Start of DATASET

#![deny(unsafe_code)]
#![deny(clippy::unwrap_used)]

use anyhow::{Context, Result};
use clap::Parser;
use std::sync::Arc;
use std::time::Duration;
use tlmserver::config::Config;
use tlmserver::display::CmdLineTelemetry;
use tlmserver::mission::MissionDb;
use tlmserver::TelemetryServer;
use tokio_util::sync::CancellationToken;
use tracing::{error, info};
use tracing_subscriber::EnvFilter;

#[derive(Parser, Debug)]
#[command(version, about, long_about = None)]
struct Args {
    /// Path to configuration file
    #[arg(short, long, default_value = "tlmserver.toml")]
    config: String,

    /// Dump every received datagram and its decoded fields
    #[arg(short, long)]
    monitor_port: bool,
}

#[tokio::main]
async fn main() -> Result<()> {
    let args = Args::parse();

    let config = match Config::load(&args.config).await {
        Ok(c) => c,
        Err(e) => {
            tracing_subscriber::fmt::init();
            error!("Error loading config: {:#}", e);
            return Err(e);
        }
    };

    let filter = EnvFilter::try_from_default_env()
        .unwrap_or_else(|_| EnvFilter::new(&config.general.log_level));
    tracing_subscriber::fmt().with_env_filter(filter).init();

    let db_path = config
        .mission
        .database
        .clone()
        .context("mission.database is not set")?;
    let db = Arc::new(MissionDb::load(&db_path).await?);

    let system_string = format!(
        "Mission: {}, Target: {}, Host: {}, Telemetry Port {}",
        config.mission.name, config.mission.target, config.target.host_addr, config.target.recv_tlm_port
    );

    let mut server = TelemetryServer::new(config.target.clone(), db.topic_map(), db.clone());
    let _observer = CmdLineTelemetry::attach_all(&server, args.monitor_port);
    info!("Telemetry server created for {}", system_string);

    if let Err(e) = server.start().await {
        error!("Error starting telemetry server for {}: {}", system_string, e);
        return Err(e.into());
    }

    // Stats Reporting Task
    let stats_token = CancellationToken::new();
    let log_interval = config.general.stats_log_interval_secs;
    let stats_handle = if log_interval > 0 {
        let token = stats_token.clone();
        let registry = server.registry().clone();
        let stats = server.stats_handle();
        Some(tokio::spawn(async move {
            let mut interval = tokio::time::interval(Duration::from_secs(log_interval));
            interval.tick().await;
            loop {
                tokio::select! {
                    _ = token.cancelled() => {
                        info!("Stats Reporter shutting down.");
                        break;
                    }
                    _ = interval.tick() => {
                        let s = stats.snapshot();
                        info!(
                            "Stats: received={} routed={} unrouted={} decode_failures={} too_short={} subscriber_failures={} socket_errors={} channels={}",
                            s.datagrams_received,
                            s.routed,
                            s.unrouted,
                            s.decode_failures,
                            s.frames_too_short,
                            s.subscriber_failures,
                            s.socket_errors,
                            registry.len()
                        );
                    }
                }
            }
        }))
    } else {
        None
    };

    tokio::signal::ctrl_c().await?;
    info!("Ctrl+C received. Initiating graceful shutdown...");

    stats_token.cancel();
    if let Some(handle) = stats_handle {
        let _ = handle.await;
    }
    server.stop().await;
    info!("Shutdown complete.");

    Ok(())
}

End of DATASET

WORK ORDER
Reproduce all the data exactly. Include every line.

EXERCISE SOLUTION
#![deny(unsafe_code)]
#![deny(clippy::unwrap_used)]

use anyhow::{Context, Result};
use clap::Parser;
use std::sync::Arc;
use std::time::Duration;
use tlmserver::config::Config;
use tlmserver::display::CmdLineTelemetry;
use tlmserver::mission::MissionDb;
use tlmserver::TelemetryServer;
use tokio_util::sync::CancellationToken;
use tracing::{error, info};
use tracing_subscriber::EnvFilter;

#[derive(Parser, Debug)]
#[command(version, about, long_about = None)]
struct Args {
    /// Path to configuration file
    #[arg(short, long, default_value = "tlmserver.toml")]
    config: String,

    /// Dump every received datagram and its decoded fields
    #[arg(short, long)]
    monitor_port: bool,
}

#[tokio::main]
async fn main() -> Result<()> {
    let args = Args::parse();

    let config = match Config::load(&args.config).await {
        Ok(c) => c,
        Err(e) => {
            tracing_subscriber::fmt::init();
            error!("Error loading config: {:#}", e);
            return Err(e);
        }
    };

    let filter = EnvFilter::try_from_default_env()
        .unwrap_or_else(|_| EnvFilter::new(&config.general.log_level));
    tracing_subscriber::fmt().with_env_filter(filter).init();

    let db_path = config
        .mission
        .database
        .clone()
        .context("mission.database is not set")?;
    let db = Arc::new(MissionDb::load(&db_path).await?);

    let system_string = format!(
        "Mission: {}, Target: {}, Host: {}, Telemetry Port {}",
        config.mission.name, config.mission.target, config.target.host_addr, config.target.recv_tlm_port
    );

    let mut server = TelemetryServer::new(config.target.clone(), db.topic_map(), db.clone());
    let _observer = CmdLineTelemetry::attach_all(&server, args.monitor_port);
    info!("Telemetry server created for {}", system_string);

    if let Err(e) = server.start().await {
        error!("Error starting telemetry server for {}: {}", system_string, e);
        return Err(e.into());
    }

    // Stats Reporting Task
    let stats_token = CancellationToken::new();
    let log_interval = config.general.stats_log_interval_secs;
    let stats_handle = if log_interval > 0 {
        let token = stats_token.clone();
        let registry = server.registry().clone();
        let stats = server.stats_handle();
        Some(tokio::spawn(async move {
            let mut interval = tokio::time::interval(Duration::from_secs(log_interval));
            interval.tick().await;
            loop {
                tokio::select! {
                    _ = token.cancelled() => {
                        info!("Stats Reporter shutting down.");
                        break;
                    }
                    _ = interval.tick() => {
                        let s = stats.snapshot();
                        info!(
                            "Stats: received={} routed={} unrouted={} decode_failures={} too_short={} subscriber_failures={} socket_errors={} channels={}",
                            s.datagrams_received,
                            s.routed,
                            s.unrouted,
                            s.decode_failures,
                            s.frames_too_short,
                            s.subscriber_failures,
                            s.socket_errors,
                            registry.len()
                        );
                    }
                }
            }
        }))
    } else {
        None
    };

    tokio::signal::ctrl_c().await?;
    info!("Ctrl+C received. Initiating graceful shutdown...");

    stats_token.cancel();
    if let Some(handle) = stats_handle {
        let _ = handle.await;
    }
    server.stop().await;
    info!("Shutdown complete.");

    Ok(())
}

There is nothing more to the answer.